Return every line from the records below with the string "once".

[[ RECORDED DATA open ]]

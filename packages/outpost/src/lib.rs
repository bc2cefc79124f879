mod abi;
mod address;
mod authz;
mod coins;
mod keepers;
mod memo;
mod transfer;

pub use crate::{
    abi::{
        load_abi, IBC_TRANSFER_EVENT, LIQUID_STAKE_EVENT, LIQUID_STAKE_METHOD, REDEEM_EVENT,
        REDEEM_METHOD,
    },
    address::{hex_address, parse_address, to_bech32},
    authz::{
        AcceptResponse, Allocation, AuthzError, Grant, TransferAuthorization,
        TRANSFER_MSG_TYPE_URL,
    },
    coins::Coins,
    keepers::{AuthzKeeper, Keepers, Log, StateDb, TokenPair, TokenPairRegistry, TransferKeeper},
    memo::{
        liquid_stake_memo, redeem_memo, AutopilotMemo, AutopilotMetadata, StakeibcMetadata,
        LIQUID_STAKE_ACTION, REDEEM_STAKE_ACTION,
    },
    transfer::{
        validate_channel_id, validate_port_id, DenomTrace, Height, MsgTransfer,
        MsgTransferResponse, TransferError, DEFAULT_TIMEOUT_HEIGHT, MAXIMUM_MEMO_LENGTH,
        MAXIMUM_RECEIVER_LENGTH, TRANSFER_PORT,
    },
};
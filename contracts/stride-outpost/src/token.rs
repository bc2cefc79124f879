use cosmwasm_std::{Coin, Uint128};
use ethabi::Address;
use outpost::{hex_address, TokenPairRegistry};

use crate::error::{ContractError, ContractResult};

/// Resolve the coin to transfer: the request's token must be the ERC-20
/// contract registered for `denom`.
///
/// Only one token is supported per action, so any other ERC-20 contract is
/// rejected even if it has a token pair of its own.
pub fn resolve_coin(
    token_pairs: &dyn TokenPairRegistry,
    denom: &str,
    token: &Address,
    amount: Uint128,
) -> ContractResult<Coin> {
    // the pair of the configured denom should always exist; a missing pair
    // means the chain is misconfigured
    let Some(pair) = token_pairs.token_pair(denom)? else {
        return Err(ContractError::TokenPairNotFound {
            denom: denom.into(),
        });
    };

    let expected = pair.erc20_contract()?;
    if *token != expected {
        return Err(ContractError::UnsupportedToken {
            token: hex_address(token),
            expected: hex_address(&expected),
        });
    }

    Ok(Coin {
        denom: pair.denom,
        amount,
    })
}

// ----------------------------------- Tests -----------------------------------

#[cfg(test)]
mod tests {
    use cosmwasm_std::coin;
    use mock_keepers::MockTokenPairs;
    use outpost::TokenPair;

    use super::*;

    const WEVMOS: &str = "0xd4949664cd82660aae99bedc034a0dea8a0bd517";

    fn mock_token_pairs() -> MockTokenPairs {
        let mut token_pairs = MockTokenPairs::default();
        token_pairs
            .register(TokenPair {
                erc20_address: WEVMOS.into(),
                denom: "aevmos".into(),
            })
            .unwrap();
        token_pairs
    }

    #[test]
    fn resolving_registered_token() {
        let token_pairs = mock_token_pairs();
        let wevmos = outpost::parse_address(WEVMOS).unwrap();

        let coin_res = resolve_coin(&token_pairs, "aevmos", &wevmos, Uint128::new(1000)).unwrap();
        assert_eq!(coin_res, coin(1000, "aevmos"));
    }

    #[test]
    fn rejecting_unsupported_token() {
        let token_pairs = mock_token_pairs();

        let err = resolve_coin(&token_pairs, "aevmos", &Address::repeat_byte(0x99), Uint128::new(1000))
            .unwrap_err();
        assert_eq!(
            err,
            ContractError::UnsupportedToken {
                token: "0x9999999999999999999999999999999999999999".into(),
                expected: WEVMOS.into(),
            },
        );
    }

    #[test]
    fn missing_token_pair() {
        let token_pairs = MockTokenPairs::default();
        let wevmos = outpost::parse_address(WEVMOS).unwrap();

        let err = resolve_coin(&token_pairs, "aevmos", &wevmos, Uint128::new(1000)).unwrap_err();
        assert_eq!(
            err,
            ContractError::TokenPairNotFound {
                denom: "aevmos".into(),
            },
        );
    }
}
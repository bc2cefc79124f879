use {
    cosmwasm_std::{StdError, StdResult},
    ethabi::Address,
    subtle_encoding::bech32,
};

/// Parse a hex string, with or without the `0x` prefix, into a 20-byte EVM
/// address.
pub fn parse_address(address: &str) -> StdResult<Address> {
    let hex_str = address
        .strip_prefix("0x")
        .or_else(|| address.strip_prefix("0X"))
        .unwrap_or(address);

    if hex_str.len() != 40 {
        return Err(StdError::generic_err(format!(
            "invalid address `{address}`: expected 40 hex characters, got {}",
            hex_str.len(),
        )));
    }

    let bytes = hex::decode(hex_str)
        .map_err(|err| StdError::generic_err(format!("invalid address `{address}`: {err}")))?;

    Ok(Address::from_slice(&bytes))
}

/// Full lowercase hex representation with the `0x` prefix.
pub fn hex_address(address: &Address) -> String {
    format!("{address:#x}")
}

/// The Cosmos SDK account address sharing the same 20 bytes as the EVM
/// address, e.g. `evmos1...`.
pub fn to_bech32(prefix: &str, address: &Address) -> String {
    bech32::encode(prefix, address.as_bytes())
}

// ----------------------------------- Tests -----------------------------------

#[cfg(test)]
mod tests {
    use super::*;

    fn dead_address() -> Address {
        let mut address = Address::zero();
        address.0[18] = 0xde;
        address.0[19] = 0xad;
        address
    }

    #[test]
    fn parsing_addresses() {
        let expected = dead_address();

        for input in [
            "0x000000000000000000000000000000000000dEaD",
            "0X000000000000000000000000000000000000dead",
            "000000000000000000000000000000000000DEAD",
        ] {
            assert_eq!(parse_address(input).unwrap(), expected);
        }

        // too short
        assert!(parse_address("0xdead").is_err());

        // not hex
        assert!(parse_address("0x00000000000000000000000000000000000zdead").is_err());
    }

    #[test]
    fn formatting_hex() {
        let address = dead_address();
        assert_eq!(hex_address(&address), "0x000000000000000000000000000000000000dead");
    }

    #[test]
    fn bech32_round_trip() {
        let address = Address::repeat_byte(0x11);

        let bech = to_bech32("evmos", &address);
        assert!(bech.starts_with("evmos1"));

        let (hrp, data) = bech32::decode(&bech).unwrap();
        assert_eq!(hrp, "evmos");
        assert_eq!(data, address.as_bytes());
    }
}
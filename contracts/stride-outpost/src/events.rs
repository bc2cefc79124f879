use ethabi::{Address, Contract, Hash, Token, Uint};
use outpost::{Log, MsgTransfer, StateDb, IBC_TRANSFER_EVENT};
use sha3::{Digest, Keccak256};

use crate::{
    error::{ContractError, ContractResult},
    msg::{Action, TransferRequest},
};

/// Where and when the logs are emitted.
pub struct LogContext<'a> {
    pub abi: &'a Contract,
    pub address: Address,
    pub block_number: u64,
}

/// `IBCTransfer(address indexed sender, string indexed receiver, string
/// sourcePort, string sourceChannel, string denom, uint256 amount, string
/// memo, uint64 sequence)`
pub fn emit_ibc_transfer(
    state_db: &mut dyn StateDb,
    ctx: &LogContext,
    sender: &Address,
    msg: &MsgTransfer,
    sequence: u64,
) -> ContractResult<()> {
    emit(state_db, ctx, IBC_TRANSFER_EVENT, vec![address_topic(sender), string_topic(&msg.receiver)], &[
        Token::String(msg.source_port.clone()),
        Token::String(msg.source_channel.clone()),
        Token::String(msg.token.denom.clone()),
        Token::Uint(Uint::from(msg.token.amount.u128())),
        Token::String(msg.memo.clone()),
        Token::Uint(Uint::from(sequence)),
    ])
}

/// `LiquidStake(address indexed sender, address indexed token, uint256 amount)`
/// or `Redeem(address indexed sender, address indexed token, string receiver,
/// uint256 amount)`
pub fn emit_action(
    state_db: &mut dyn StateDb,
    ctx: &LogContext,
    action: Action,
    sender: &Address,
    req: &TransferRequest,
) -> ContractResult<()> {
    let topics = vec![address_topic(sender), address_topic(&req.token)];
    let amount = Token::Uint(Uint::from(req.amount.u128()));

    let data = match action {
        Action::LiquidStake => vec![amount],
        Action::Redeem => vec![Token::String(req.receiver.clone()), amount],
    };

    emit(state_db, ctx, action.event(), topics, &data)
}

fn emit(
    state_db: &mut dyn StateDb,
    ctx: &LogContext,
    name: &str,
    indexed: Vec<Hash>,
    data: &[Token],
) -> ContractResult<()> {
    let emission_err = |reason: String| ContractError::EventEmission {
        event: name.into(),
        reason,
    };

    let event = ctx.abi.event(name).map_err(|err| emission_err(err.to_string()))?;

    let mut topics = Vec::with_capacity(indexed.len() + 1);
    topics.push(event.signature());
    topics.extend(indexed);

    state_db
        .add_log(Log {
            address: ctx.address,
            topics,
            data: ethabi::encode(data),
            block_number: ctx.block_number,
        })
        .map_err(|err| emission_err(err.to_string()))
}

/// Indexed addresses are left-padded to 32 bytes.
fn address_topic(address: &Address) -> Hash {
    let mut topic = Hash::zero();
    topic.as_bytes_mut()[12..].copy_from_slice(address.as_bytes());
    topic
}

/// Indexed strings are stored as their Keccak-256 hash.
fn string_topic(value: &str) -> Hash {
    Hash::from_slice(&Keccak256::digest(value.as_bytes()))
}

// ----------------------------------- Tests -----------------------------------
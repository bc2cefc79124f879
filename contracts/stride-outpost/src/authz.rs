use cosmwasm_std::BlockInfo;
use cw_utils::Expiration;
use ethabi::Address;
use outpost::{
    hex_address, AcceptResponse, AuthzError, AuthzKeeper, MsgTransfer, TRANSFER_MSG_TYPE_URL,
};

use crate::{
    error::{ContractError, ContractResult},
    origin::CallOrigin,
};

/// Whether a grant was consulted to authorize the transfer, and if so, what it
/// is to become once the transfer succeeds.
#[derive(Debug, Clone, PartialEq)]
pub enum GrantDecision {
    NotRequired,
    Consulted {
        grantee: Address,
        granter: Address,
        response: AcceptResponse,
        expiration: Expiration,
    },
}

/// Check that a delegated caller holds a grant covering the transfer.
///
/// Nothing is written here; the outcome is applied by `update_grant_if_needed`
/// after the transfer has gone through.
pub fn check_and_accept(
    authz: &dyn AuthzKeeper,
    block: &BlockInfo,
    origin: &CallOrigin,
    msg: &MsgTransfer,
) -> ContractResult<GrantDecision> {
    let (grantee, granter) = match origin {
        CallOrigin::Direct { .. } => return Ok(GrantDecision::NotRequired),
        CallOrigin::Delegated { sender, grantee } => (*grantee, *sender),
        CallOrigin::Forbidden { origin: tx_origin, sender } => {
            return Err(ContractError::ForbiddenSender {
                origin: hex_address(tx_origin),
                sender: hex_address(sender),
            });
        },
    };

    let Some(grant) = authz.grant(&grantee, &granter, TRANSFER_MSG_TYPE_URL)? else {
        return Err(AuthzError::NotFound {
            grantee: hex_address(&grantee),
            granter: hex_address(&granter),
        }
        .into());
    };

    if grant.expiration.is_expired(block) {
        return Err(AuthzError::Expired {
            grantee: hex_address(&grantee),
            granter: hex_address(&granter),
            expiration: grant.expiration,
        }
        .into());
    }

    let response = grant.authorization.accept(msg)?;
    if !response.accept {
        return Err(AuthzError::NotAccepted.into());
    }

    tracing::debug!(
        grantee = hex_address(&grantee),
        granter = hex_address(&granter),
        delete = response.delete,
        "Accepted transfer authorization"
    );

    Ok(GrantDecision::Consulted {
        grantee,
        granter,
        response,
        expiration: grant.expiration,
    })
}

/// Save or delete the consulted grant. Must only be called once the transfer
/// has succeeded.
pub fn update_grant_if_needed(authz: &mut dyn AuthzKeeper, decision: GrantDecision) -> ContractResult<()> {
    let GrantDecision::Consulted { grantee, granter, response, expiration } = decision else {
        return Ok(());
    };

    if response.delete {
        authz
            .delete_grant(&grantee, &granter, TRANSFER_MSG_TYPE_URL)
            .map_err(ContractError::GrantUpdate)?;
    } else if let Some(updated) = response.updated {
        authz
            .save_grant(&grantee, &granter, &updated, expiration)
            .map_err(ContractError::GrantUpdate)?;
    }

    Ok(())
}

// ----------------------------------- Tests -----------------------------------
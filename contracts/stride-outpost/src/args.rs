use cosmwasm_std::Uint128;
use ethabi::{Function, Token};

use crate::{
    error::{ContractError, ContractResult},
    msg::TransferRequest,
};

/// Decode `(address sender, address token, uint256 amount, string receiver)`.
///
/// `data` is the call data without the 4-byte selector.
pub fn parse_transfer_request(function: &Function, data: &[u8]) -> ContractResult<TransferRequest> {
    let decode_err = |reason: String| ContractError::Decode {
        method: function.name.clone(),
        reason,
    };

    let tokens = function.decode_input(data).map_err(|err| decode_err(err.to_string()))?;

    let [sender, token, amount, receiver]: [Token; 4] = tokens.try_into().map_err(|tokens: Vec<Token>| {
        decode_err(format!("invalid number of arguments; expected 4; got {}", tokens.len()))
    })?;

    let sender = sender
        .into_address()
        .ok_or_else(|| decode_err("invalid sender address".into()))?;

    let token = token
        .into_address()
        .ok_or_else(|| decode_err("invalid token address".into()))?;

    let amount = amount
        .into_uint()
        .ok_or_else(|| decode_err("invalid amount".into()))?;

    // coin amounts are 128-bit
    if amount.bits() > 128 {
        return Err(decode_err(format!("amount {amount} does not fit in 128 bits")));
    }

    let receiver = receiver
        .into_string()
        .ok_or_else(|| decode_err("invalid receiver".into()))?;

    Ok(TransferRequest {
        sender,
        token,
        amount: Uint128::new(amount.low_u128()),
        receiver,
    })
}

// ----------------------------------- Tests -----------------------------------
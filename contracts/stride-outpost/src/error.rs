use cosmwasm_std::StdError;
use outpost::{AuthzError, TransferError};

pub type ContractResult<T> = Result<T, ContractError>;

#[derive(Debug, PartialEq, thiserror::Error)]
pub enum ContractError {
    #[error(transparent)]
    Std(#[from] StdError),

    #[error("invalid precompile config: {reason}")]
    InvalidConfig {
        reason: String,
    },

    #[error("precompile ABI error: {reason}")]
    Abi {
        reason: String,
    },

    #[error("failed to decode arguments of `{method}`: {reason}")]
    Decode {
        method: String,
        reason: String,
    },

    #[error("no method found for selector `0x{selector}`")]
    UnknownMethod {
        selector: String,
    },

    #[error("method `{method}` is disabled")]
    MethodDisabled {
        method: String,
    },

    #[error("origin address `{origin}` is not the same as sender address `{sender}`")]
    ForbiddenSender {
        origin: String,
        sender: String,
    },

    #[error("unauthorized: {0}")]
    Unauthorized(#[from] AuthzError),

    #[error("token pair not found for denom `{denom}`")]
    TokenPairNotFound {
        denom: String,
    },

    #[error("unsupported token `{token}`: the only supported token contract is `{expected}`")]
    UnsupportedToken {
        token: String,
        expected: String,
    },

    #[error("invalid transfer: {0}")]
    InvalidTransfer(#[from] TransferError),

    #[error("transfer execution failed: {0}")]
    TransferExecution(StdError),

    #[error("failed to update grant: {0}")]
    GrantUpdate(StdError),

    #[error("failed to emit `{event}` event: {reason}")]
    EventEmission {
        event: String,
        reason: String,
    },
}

[[ RECORDED DATA closed ]]

* RESULT FOR THIS TASK *
/// is to become once the transfer succeeds.
/// Save or delete the consulted grant. Must only be called once the transfer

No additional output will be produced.